◆ RECORDS TO USE ◆
━━━━━━━━━━━━━━━━━━━━
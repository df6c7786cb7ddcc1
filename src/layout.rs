//! Vertex buffer layouts: format nodes paired with shader attributes.
//!
//! Each non-padding node of a [`VertexFormat`] is matched, in order, with
//! one attribute name. A node feeding a matrix attribute is split into one
//! pointer per column location, each taking `count / columns` components at
//! `offset + column * size / columns`.

use crate::{
    error::ConfigurationError,
    format::{NodeKind, ScalarType, VertexFormat},
    gl::GlBackend,
    reflection::Reflection,
};

/// Which `glVertexAttrib*Pointer` entry point feeds a location.
#[derive(Debug, Clone, Copy, PartialEq, Eq, Hash)]
pub enum PointerPath {
    /// `glVertexAttribPointer`, never normalized.
    Float,
    /// `glVertexAttribIPointer`.
    Integer,
}

/// Configuration of one attribute location.
#[derive(Debug, Clone, Copy, PartialEq, Eq, Hash)]
pub struct AttributePointer {
    /// Attribute location.
    pub location: u32,
    /// Components read per element, 1 to 4.
    pub components: i32,
    /// Component type as stored in the buffer.
    pub data_type: ScalarType,
    /// Pointer entry point.
    pub path: PointerPath,
    /// Bytes between consecutive elements.
    pub stride: i32,
    /// Byte offset of the first component.
    pub offset: i32,
    /// 0 per vertex, 1 per instance.
    pub divisor: u32,
}

impl AttributePointer {
    /// Enable the location and point it at the currently bound
    /// `ARRAY_BUFFER`.
    ///
    /// # Safety
    ///
    /// Requires a bound vertex array and array buffer on a current context.
    pub(crate) unsafe fn apply<G: GlBackend>(&self, gl: &G) {
        unsafe {
            gl.enable_vertex_attrib_array(self.location);
            match self.path {
                PointerPath::Float => gl.vertex_attrib_pointer_f32(
                    self.location,
                    self.components,
                    self.data_type.gl_type(),
                    false,
                    self.stride,
                    self.offset,
                ),
                PointerPath::Integer => gl.vertex_attrib_pointer_i32(
                    self.location,
                    self.components,
                    self.data_type.gl_type(),
                    self.stride,
                    self.offset,
                ),
            }
            gl.vertex_attrib_divisor(self.location, self.divisor);
        }
    }
}

/// Resolve one buffer's format against the program's attributes.
///
/// # Errors
///
/// Fails if the format does not parse, the name count differs from the
/// number of non-padding nodes, a name does not resolve, an integer
/// attribute is fed float data, or a node cannot be split across the
/// locations of its attribute.
pub fn attribute_pointers(
    reflection: &Reflection,
    format: &str,
    names: &[&str],
) -> Result<Vec<AttributePointer>, ConfigurationError> {
    let parsed = VertexFormat::parse(format)?;

    if parsed.attribute_count() != names.len() {
        return Err(ConfigurationError::AttributeCount {
            format: format.to_string(),
            expected: parsed.attribute_count(),
            given: names.len(),
        });
    }

    let stride = gl_int(parsed.stride())?;
    let divisor = parsed.step_rate().divisor();

    let mut pointers = Vec::with_capacity(names.len());
    let mut names = names.iter();
    let mut node_offset = 0;

    for node in parsed.nodes() {
        let offset = node_offset;
        // Never exceeds the stride, which parsing checked for overflow.
        node_offset += node.size;

        let NodeKind::Attribute(data_type) = node.kind else {
            continue;
        };
        // Counts were checked to match above.
        let Some(&name) = names.next() else {
            break;
        };

        let resolved = reflection.resolve_attribute(name)?;
        if resolved.component_type.is_integer() && !data_type.is_integer() {
            return Err(ConfigurationError::IntegerAttributeFromFloat(name.to_string()));
        }

        let columns = resolved.location_count;
        let components = node.count / columns;
        if node.count % columns != 0 || !(1..=4).contains(&components) {
            return Err(ConfigurationError::ComponentCount {
                name: name.to_string(),
                count: node.count,
                locations: columns,
            });
        }
        let path = if resolved.component_type.is_integer() {
            PointerPath::Integer
        } else {
            PointerPath::Float
        };

        let column_size = node.size / columns;
        for column in 0..columns {
            pointers.push(AttributePointer {
                location: resolved.location + column,
                components: gl_int(components)?,
                data_type,
                path,
                stride,
                offset: gl_int(offset + column * column_size)?,
                divisor,
            });
        }
    }

    Ok(pointers)
}

fn gl_int(bytes: u32) -> Result<i32, ConfigurationError> {
    i32::try_from(bytes).map_err(|_| ConfigurationError::LayoutTooLarge(bytes))
}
━━━━━━━━━━━━━━━━━━━━
Look over the entries above and tally the lines containing the string "bound"; the answer is that total only.

◆ ANSWER SECTION ◆
2